Pas facile de demander à une quinzaine de responsables, entrepreneurs et chercheurs européens basés en Silicon Valley de discuter du futur de l’industrie Européenne du logiciel sans tomber immédiatement dans le bashing.

Pourtant, Burton Lee, Professeur chargé du programme du séminaire EEITL (European Entrepreneurship and Innovation Thought Leaders) du département de Mechanical Enineering de Stanford l’a fait en réunissant plusieurs personnalités locales pour la dernière session de son cours. Pour lui, en effet, l’Europe du logiciel ne peut plus rester sur le bord de la route alors que commencent maintenant à émerger des géants du logiciel en Chine.

Il pose donc 4 questions qui vont être au centre des discussions : Comment en est-on arrivé là ? Quelles sont les tendances futures ? Quelles sont les conséquences ? Que peut-on faire pour changer ? « Nous ne parlons pas du tout numérique, ajoutait-il, nous parlons entreprises de l’industrie du logiciel, grand public ou professionnel parce que c’est plus précis et mesurable. Nous parlons aussi de business modèles, pas de technologie ou d’ingénierie. »

Burton Lee, professeur à Stanford

Burton Lee, professeur à Stanford © Alain Baritault

L’Europe a raté le virage du logiciel pour le grand public

C’est le Dr Manfred Broy, Président Fondateur du ZD.B (Zentrum Digitalisierung Bayern, un Hub Numérique pour la Bavière crée en 2016) et professeur de Computer Science à l’Université Technique de Munich qui trace un premier état des lieux. Il constate le très faible poids économique et l’inexistante force de traction des industriels du logiciel en Europe, menés par SAP ou Spotify, face aux poids lourds Américains comme les GAFAM ou les asiatiques Tencent, Samsung, Alibaba, JD et Baidu.

Première constatation, l’Europe, figée dans une culture industrielle traditionnelle, n’a pas su prendre le virage du logiciel pour le grand public d’abord poussé par Internet puis accentué par la vague de la mobilité. Alors que l’Europe dispose d’une incroyable réserve de talents dans le développement et l’ingénierie logicielle à tous les niveaux de la chaine, elle manque cependant d’une bonne compréhension de l’économie du logiciel, d’une bonne gouvernance et de la manière de créer des écosystèmes logiciels. Les entreprises européennes n’ont pas été de robustes adopteurs de logiciels.

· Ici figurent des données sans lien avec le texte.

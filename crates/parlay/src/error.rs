//! # Error Types
//!
//! Recognition errors, diagnostic records, and listener hooks.
//!
//! Recognition errors ([`RecognitionError`]) are the recoverable kind: the
//! recognizer reports a diagnostic, repairs the input, and keeps going, so a
//! parse always runs to completion. Structural misuse of the runtime is the
//! separate, fatal [`StreamError`](crate::stream::StreamError) /
//! [`AutomatonError`](crate::automaton::AutomatonError) category.
//!
//! Every recovery event produces one [`Diagnostic`] record. Records are
//! collected on the parser for post-parse inspection and forwarded to any
//! registered [`DiagnosticListener`]s as they happen. Message text is a pure
//! function of the offending token, its position, and the expected token
//! set, so repeated parses of the same input produce byte-identical
//! diagnostics.

use crate::token::{Token, TokenKind, TokenSet};
use compact_str::CompactString;
use std::fmt;
use thiserror::Error;

/// A recoverable recognition failure.
///
/// Returned to generated rule code so it can unwind the current rule; by the
/// time a caller sees one, the corresponding diagnostic has already been
/// reported and the stream repositioned.
#[derive(Debug, Clone, PartialEq, Error)]
pub enum RecognitionError<K: TokenKind> {
    /// The current token matched neither the expectation nor any local
    /// repair.
    #[error("mismatched input {} expecting {expected}", .offending.error_display())]
    TokenMismatch {
        offending: Token<K>,
        expected: TokenSet<K>,
    },

    /// Adaptive prediction eliminated every alternative of a decision.
    #[error("no viable alternative at input '{consumed}'")]
    NoViableAlternative {
        /// The token that eliminated the last alternative.
        offending: Token<K>,
        /// The decision that failed.
        decision: usize,
        /// Source text of the tokens the decision inspected, up to and
        /// including the offending one.
        consumed: CompactString,
        /// How many lookahead steps matched before the failure.
        matched_depth: usize,
        /// Union of the token sets still expected at the failing depth.
        expected: TokenSet<K>,
    },

    /// Resynchronization discarded input to the end of the stream without
    /// finding a continuation token.
    #[error("error recovery reached end of stream expecting {expected}")]
    RecoveryExhausted {
        offending: Token<K>,
        expected: TokenSet<K>,
    },
}

impl<K: TokenKind> RecognitionError<K> {
    /// The token the failure was detected at.
    #[must_use]
    pub const fn offending(&self) -> &Token<K> {
        match self {
            Self::TokenMismatch { offending, .. }
            | Self::NoViableAlternative { offending, .. }
            | Self::RecoveryExhausted { offending, .. } => offending,
        }
    }

    /// The token set expected where the failure was detected.
    #[must_use]
    pub const fn expected(&self) -> &TokenSet<K> {
        match self {
            Self::TokenMismatch { expected, .. }
            | Self::NoViableAlternative { expected, .. }
            | Self::RecoveryExhausted { expected, .. } => expected,
        }
    }
}

/// One reported recovery event.
#[derive(Debug, Clone, PartialEq)]
pub struct Diagnostic<K: TokenKind> {
    /// Message body, without the position prefix.
    pub message: String,
    /// The token the diagnostic points at.
    pub offending: Token<K>,
    /// 1-based source line of the offending token.
    pub line: u32,
    /// 0-based character position within the line.
    pub column: u32,
}

impl<K: TokenKind> Diagnostic<K> {
    /// Build a diagnostic positioned at `offending`.
    #[must_use]
    pub fn at(offending: Token<K>, message: String) -> Self {
        let line = offending.line;
        let column = offending.column;
        Self {
            message,
            offending,
            line,
            column,
        }
    }
}

impl<K: TokenKind> fmt::Display for Diagnostic<K> {
    /// The canonical form: `line L:C <message>`.
    fn fmt(&self, f: &mut fmt::Formatter<'_>) -> fmt::Result {
        write!(f, "line {}:{} {}", self.line, self.column, self.message)
    }
}

/// Streaming hook for recovery diagnostics.
///
/// Listeners registered on a parser are invoked for every diagnostic, in
/// token-stream order, as recovery happens.
pub trait DiagnosticListener<K: TokenKind> {
    /// Called once per reported recovery event.
    fn syntax_error(&mut self, diagnostic: &Diagnostic<K>);
}

/// A listener that writes each diagnostic to standard error.
#[derive(Debug, Clone, Copy, Default)]
pub struct ConsoleListener;

impl<K: TokenKind> DiagnosticListener<K> for ConsoleListener {
    fn syntax_error(&mut self, diagnostic: &Diagnostic<K>) {
        eprintln!("{diagnostic}");
    }
}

En d’autres termes, l’économie Européenne, très familiale, en grande partie dirigée par une génération de responsables âgés est restée trop longtemps centrée sur les technologies dures, le code et les architectures. Parmi les 20 premiers investisseurs en R&D dans le monde en 2017, il y a 4 européens : Volkswagen en 2ème position, Novartis en 12ème, Mercedes en 14ème et Bosch en 17ème. Les raisons sont multiples : absence de vision, manque de stratégie et leadership très hiérarchique et peu collaboratif, incapable de développer des business models solides et durables en s’appuyant sur des déploiements hautement « scalables ».

Un autre intervenant, Xavier Wartelle qui dirige le French Tech Hub à San Francisco (lié à Paris Région) précisait : « En France, le logiciel est resté longtemps vu comme un développement à façon, personnalisé.  C’est la logique des sociétés de services qui vendent du temps-homme pour développer et re-développer le même logiciel à chaque fois. C’est rentable un moment mais ça fait rarement un vrai produit et ça n’est pas scalable. De plus en France, l’entrepreneur qui réussit est suspect ».

Le prince charmant embrasse la princesse mais elle ne se réveille pas…

Andy Bechtolsheim est l’un des pionniers de la Silicon Valley. Ingénieur né et éduqué en Bavière, co-fondateur de Sun Microsystems en 1982, il fut l’un des premiers investisseurs dans Google (à l’époque où ce dernier était encore juridiquement inexistant), VMWare, Brocade etc… Entrepreneur et investisseur récidiviste, il est aujourd’hui CEO d’Arista Network. Pour lui, « l’Europe face au logiciel, se trouve depuis 40 ans dans la situation du prince charmant qui vient embrasser la belle princesse endormie. Il l’embrasse sans arrêt mais elle ne se réveille pas. » Il y a quelque chose qui cloche… !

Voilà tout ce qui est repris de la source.